書く理由
次の日の昼休みもなぜか、巧は文藝部のドアの前に立っていた。別に呼ばれたわけでもない。何かを探しているわけでもない。手には猫実さんのアイデア帳を持っている。昨日、受け取った時の感覚が忘れられない。興奮が今でもノートから体に伝わってくる。昨日はそれを枕元において寝た。授業中でも、ずっと机の中で手に触れていた。まるで世界が明るくなる魔法を手にいれたみたいだった。黒板に書かれる文字が一つ一つ輝いているように見えた。そういえば、休み時間に感じる寂しさは今日はなかった。
ドアが開く。誰もいない部室棟に柔らかな声が響く。
「君、私のことも大好きなんだね」
「は…。」
呆れたように笑う顔に、巧は一瞬赤面して、それから肩の力を抜く。
「…もう、そういうことでいいです。」
と言うと、先輩は鼻先で笑って、
「安い大好きだな」と言った。
「先輩のせいです。」
と愚痴気味に反抗する。本当は猫実さんに言いたい言葉なのに。ささやかな純情を返して欲しい気分になる。そんな巧を軽くあしらうように、先輩は部室に招き入れる。
「で、今日は何?」
「いや、特に…。」
「何もないのに会いに来てくれたのかぁ。」
先輩は大袈裟に反応する。
「あの、いちいち色っぽい方向に持って行かないでください。」
「フッ、今までの歴史の中で人間が恋の話をやめたことは一度もない。」
そういう壮大な話をしたいわけではない。
「あの…」
巧は心地よさそうにおどける先輩の横顔に声をかける。先輩はゆっくりと視線を戻す。巧は言う前から、先輩が自分の言いたいことを知ってしまっているような気がして、不思議な気持ちになる。
「はじめは、先輩のために書くって言ってたのに、なんかすみません。」
巧はなるべく、目を見て言った。やがて、力が抜けたように目を合わせられなくなった。もう一度、視線を戻すと先輩はいつものようにほほえんでいた。
「…なんだ。『何もない』わけじゃないのね。」
巧の深刻さを包むように、先輩はただほほえんだままそれを崩さなかった。巧もその笑顔に少しづつもたれかかるように、表情を解いていった。それでも笑うことまではできずに、どうすればいいのかわからない顔のまま前を見続けていた。

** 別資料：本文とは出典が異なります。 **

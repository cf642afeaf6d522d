//! # Hexapod Telemetry
//!
//! Ingests the serial log stream of a six-legged walking robot, extracts per-leg
//! inverse-kinematics samples and reconstructs each leg as a chain of 3D joint positions
//! (mount, coxa, femur, tibia, foot) in body coordinates.
//!
//! ## Crate Structure
//!
//! - **`parser`**: Turns one telemetry line into a [`sample::LegSample`] or a classified
//!   [`parser::ParseError`] (malformed, truncated, invalid leg index).
//! - **`data`**: The [`data::SampleBuffer`], a latest-value-per-leg store shared between
//!   the ingestion task and frame consumers, with a bounded arrival history.
//! - **`kinematics`**: Forward kinematics from calibrated joint angles and static
//!   [`geometry::LegGeometry`] to a [`kinematics::JointChain`].
//! - **`ingest`**: The [`ingest::StreamIngestor`] and its line transports (serial port,
//!   any async reader, synthetic demo gait).
//! - **`frame`**: Periodic [`frame::SkeletonFrame`] assembly for renderers.
//! - **`geometry`**: Leg indices, mount poses, link lengths, body dimensions.
//! - **`config`**: Figment-based configuration loading and validation.
//! - **`logging`**: `tracing` subscriber setup.
//! - **`demo`**: Tripod and wave gait generators.
//! - **`report`**: Console formatting of samples.
//! - **`error`**: `ConfigError` and the application-level `TelemetryError`.
//! - **`validation`**: Small checks used by configuration validation.

pub mod config;
pub mod data;
pub mod demo;
pub mod error;
pub mod frame;
pub mod geometry;
pub mod ingest;
pub mod kinematics;
pub mod logging;
pub mod parser;
pub mod report;
pub mod sample;
pub mod validation;

pub use error::{AppResult, ConfigError, TelemetryError};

「別にいいよ。君がネコの思いを形にしてくれるなら、それだけで嬉しい。私だって完成するのを楽しみにしてる。」
そういわれて、巧はまたわからなくなる。何かをゆるされて、そこが抜けたように不安定になる。それと同時に、優しい何かに包まれた穏やかな心地よさがある。
「僕でいいんですか。まだ書き始めたばっかりなのに。書く資格があるのかなって。」
そんな、どうしようもないことを言う。どうしようもないが、聞かずにはいられない。
「書く資格か。そんなこと考えなくていいよ。」
先輩は、ただ前を見て独り言を言うように言った。巧はその横顔を必死に見る。
「何が書けるなんて誰もわからないよ。書く資格じゃなくて、書く理由に支えられて人は書くんだ。君にはもうそれが十分備わっている。だから、大丈夫。」
先輩は、ゆっくり言い聞かせるように巧に言った。目を細めて、窓から差し込む光を見ていた。その目には揺るぎない何かが宿っていた。それはおそらく、巧が書いてきたよりもずっと多くの文章を書いてきた自信のように思えた。その勇気を分けてもらうように、何も知らない巧はうなずく。
「私が、ネコのために書いても意味ないでしょ。君にしかできない。君は本当にいい仕事をもらったんだよ。」
先輩はまた笑う。
「がんばります。」
励ましてくれる言葉に、簡単な言葉しか返せない。できることなら、今すぐにでも書き始めたいと思う。